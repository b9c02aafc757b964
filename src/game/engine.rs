use log::{debug, info, trace};
use rand::SeedableRng;
use rand::rngs::StdRng;

use super::{
    action::Direction,
    config::GameConfig,
    state::{Food, Snake},
};

/// Sound effect a frontend should play after a tick
#[derive(Debug, Clone, Copy, PartialEq, Eq)]
pub enum SoundCue {
    /// The snake ate the food
    Eat,
    /// The round ended
    Wall,
}

/// What happened during one tick
#[derive(Debug, Clone, Copy, Default, PartialEq, Eq)]
pub struct TickReport {
    /// Whether the snake moved (false while stopped)
    pub advanced: bool,
    /// Whether the snake ate food this tick
    pub ate_food: bool,
    /// Whether the round ended this tick
    pub game_over: bool,
}

impl TickReport {
    /// Sound effects to play, in the order the events happened
    pub fn cues(&self) -> impl Iterator<Item = SoundCue> {
        let eat = self.ate_food.then_some(SoundCue::Eat);
        let wall = self.game_over.then_some(SoundCue::Wall);
        eat.into_iter().chain(wall)
    }

    /// Fold a later report into this one
    pub fn merge(&mut self, other: TickReport) {
        self.advanced |= other.advanced;
        self.ate_food |= other.ate_food;
        self.game_over |= other.game_over;
    }
}

/// One game: the snake, its food and the score counters.
///
/// The game starts running. After a game over it stays stopped until a
/// direction is accepted by [`Game::steer`].
pub struct Game {
    config: GameConfig,
    snake: Snake,
    food: Food,
    running: bool,
    score: u32,
    high_score: u32,
    rng: StdRng,
}

impl Game {
    /// Create a game with an entropy-seeded food placement
    pub fn new(config: GameConfig) -> Self {
        Self::from_rng(config, StdRng::from_entropy())
    }

    /// Create a game whose food placement is reproducible
    pub fn with_seed(config: GameConfig, seed: u64) -> Self {
        Self::from_rng(config, StdRng::seed_from_u64(seed))
    }

    fn from_rng(config: GameConfig, mut rng: StdRng) -> Self {
        let snake = Snake::new();
        let food = Food::new(snake.body(), config.grid_count, &mut rng);

        Self {
            config,
            snake,
            food,
            running: true,
            score: 0,
            high_score: 0,
            rng,
        }
    }

    pub fn config(&self) -> &GameConfig {
        &self.config
    }

    pub fn snake(&self) -> &Snake {
        &self.snake
    }

    pub fn food(&self) -> &Food {
        &self.food
    }

    pub fn is_running(&self) -> bool {
        self.running
    }

    pub fn score(&self) -> u32 {
        self.score
    }

    pub fn high_score(&self) -> u32 {
        self.high_score
    }

    /// Advance the game by one tick.
    ///
    /// The order is fixed: move, eat, wrap at the edges, then check whether
    /// the head ran into the body.
    pub fn tick(&mut self) -> TickReport {
        let mut report = TickReport::default();
        if !self.running {
            return report;
        }

        self.snake.advance();
        report.advanced = true;

        report.ate_food = self.check_food_collision();
        self.wrap_edges();
        report.game_over = self.check_tail_collision();

        trace!(
            "tick: head at ({}, {}), length {}",
            self.snake.head().x,
            self.snake.head().y,
            self.snake.len()
        );

        report
    }

    /// Turn the snake and (re)start the game.
    ///
    /// Returns false, leaving the game untouched, when `direction` would
    /// reverse the current travel axis.
    pub fn steer(&mut self, direction: Direction) -> bool {
        if self.snake.direction.is_opposite(direction) {
            return false;
        }

        if !self.running {
            debug!("round restarted heading {direction:?}");
        } else if self.snake.direction != direction {
            debug!("direction changed to {direction:?}");
        }

        self.snake.direction = direction;
        self.running = true;
        true
    }

    fn check_food_collision(&mut self) -> bool {
        if self.snake.head() != self.food.position() {
            return false;
        }

        self.food
            .place(self.snake.body(), self.config.grid_count, &mut self.rng);
        self.snake.grow();
        self.score += 1;
        debug!("food eaten, score {}", self.score);
        true
    }

    fn wrap_edges(&mut self) {
        let head = self.snake.head();
        let wrapped = head.wrapped(self.config.grid_count);
        if wrapped != head {
            self.snake.set_head(wrapped);
        }
    }

    fn check_tail_collision(&mut self) -> bool {
        if self.snake.collides_with_body(self.snake.head()) {
            self.game_over();
            return true;
        }
        false
    }

    fn game_over(&mut self) {
        self.high_score = self.high_score.max(self.score);
        info!(
            "game over with score {} (high score {})",
            self.score, self.high_score
        );

        self.snake.reset();
        self.food
            .place(self.snake.body(), self.config.grid_count, &mut self.rng);
        self.running = false;
        self.score = 0;
    }

    #[cfg(test)]
    fn replace_snake(&mut self, snake: Snake) {
        self.snake = snake;
    }

    #[cfg(test)]
    fn replace_food(&mut self, food: Food) {
        self.food = food;
    }
}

**Assignment**
For this exercise, gather every line of the data that contains the word "PartialEq".

**Exercise response**
#[derive(Debug, Clone, Copy, PartialEq, Eq)]
#[derive(Debug, Clone, Copy, Default, PartialEq, Eq)]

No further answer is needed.